A founder and director of an international, non-profit charity that focuses on providing education and resources to young women in Tanzania addressed the benefits of serving abroad in a Distinguished Lecture Series spotlight series talk organized by the Wisconsin Union Directorate Thursday night.
Co-founder and Executive Director of the IMAGE project Deb Pangerl said the initiative tries to create sustainable, local programs and educational opportunities for young women.
One of the projects includes opening secondary schools in particularly rural communities where many women may have the chance to attend higher education. With education required up to the sixth grade level, Pangerl said many women who do not receive an education often move to cities to try to find work but instead fall into poverty, prostitution and contract AIDS.
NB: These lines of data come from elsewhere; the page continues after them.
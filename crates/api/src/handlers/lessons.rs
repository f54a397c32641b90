//! Handlers for the caller's saved lessons.

use axum::extract::{Path, State};
use axum::http::StatusCode;
use axum::response::IntoResponse;
use axum::Json;
use coachly_core::error::CoreError;
use coachly_core::validation::{validate_content, validate_name};
use coachly_db::models::lesson::{CreateLesson, LessonSource, UpdateLesson};
use coachly_db::repositories::LessonRepo;
use serde_json::json;

use crate::error::{AppError, AppResult};
use crate::middleware::auth::AuthUser;
use crate::state::AppState;

// ---------------------------------------------------------------------------
// GET /lessons
// ---------------------------------------------------------------------------

/// List the caller's lessons, newest first.
pub async fn list_lessons(
    auth: AuthUser,
    State(state): State<AppState>,
) -> AppResult<impl IntoResponse> {
    let lessons = LessonRepo::list_for_user(state.store.as_ref(), &auth.uid).await?;
    Ok(Json(json!({ "lessons": lessons })))
}

// ---------------------------------------------------------------------------
// POST /lessons
// ---------------------------------------------------------------------------

pub async fn create_lesson(
    auth: AuthUser,
    State(state): State<AppState>,
    Json(input): Json<CreateLesson>,
) -> AppResult<impl IntoResponse> {
    validate_name("topic", &input.topic)?;
    validate_content("lesson", &input.lesson)?;

    let lesson =
        LessonRepo::create(state.store.as_ref(), &auth.uid, &input, LessonSource::Manual).await?;

    tracing::info!(lesson_id = %lesson.id, user_id = %auth.uid, "Lesson created");
    Ok((StatusCode::CREATED, Json(lesson)))
}

// ---------------------------------------------------------------------------
// GET /lessons/{id}
// ---------------------------------------------------------------------------

pub async fn get_lesson(
    auth: AuthUser,
    State(state): State<AppState>,
    Path(id): Path<String>,
) -> AppResult<impl IntoResponse> {
    let lesson = LessonRepo::find(state.store.as_ref(), &auth.uid, &id)
        .await?
        .ok_or_else(|| AppError::not_found("Lesson", id))?;
    Ok(Json(lesson))
}

// ---------------------------------------------------------------------------
// PUT /lessons/{id}
// ---------------------------------------------------------------------------

pub async fn update_lesson(
    auth: AuthUser,
    State(state): State<AppState>,
    Path(id): Path<String>,
    Json(input): Json<UpdateLesson>,
) -> AppResult<impl IntoResponse> {
    if input.topic.is_none() && input.lesson.is_none() {
        return Err(AppError::Core(CoreError::Validation(
            "At least one of topic or lesson must be provided".into(),
        )));
    }
    if let Some(topic) = &input.topic {
        validate_name("topic", topic)?;
    }
    if let Some(lesson) = &input.lesson {
        validate_content("lesson", lesson)?;
    }

    let lesson = LessonRepo::update(state.store.as_ref(), &auth.uid, &id, &input)
        .await?
        .ok_or_else(|| AppError::not_found("Lesson", id))?;

    tracing::info!(lesson_id = %lesson.id, user_id = %auth.uid, "Lesson updated");
    Ok(Json(lesson))
}

// ---------------------------------------------------------------------------
// DELETE /lessons/{id}
// ---------------------------------------------------------------------------

pub async fn delete_lesson(
    auth: AuthUser,
    State(state): State<AppState>,
    Path(id): Path<String>,
) -> AppResult<StatusCode> {
    if !LessonRepo::delete(state.store.as_ref(), &auth.uid, &id).await? {
        return Err(AppError::not_found("Lesson", id));
    }
    tracing::info!(lesson_id = %id, user_id = %auth.uid, "Lesson deleted");
    Ok(StatusCode::NO_CONTENT)
}
//! Voice cloning support: sample storage and simulated training.
//!
//! There is no speech engine in this service. Training records progress and
//! stores model metadata; synthesis reports the engine as unavailable once
//! the caller's model and sample have been checked.

pub mod samples;
pub mod training;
Pangerl said the project has a budget of more than $50,000, with the total cost for a girl to go to school at $350 and less than 10 percent of their funds going to administrative costs.
She added the project helps fund private schools, which function similar to boarding schools, hosting girls two to a bed, with four beds to a dormitory-like room with short breaks throughout the year.
Pangerl added the IMAGE project partners with Tanzanian communities more closely than other organizations, helping the areas achieve their goals rather than imposing their own views.
“We think we’re different because we listen to people,” Pangerl said. “A lot of [non-government organizations] do great work, but lots of times it’s about what they think is important rather than what the people in the communities want.”
She added she thinks educating women is the way to provide them with a voice, with research showing educating one woman can affect 50 lives when they move back to their local communities.
Pangerl said she was inspired to create the project after travelling to the country twice – once to volunteer in an effort to renovate classrooms for preparation for students to use and once to study international issues.
“I thought, I have to do something,” Pangerl said. “You can’t just see this and continue on with your life.”
She said to ensure the programs they were putting in place were self-sustainable, rather than creating a dependency, they provided resources the women could foster and develop themselves, such as goats and chickens that the women could raise without interference from men.
When some women suggested opening a school, the project became an empowering one, Pangerl said.
“Those women took ownership of it,” Pangerl said. “It was empowering to them; it was their idea. They invested in it, and it changed the whole dynamic.”
She said this area has now proclaimed themselves independent, with a fully functioning school at a total estimated cost of $700.
University of Wisconsin senior Meghan Foley said she thought the project was inspirational, adding Pangerl’s work fits in will with other organizations students work with to serve abroad.
“I really like that she focuses on education and women because if you educate men they tend to go abroad. Women stay in their community and teach their young girls and change the next generation,” Foley said.
She added she is planning to participate in the IMAGE project, working to research and track what the women who receive the education do after their secondary education.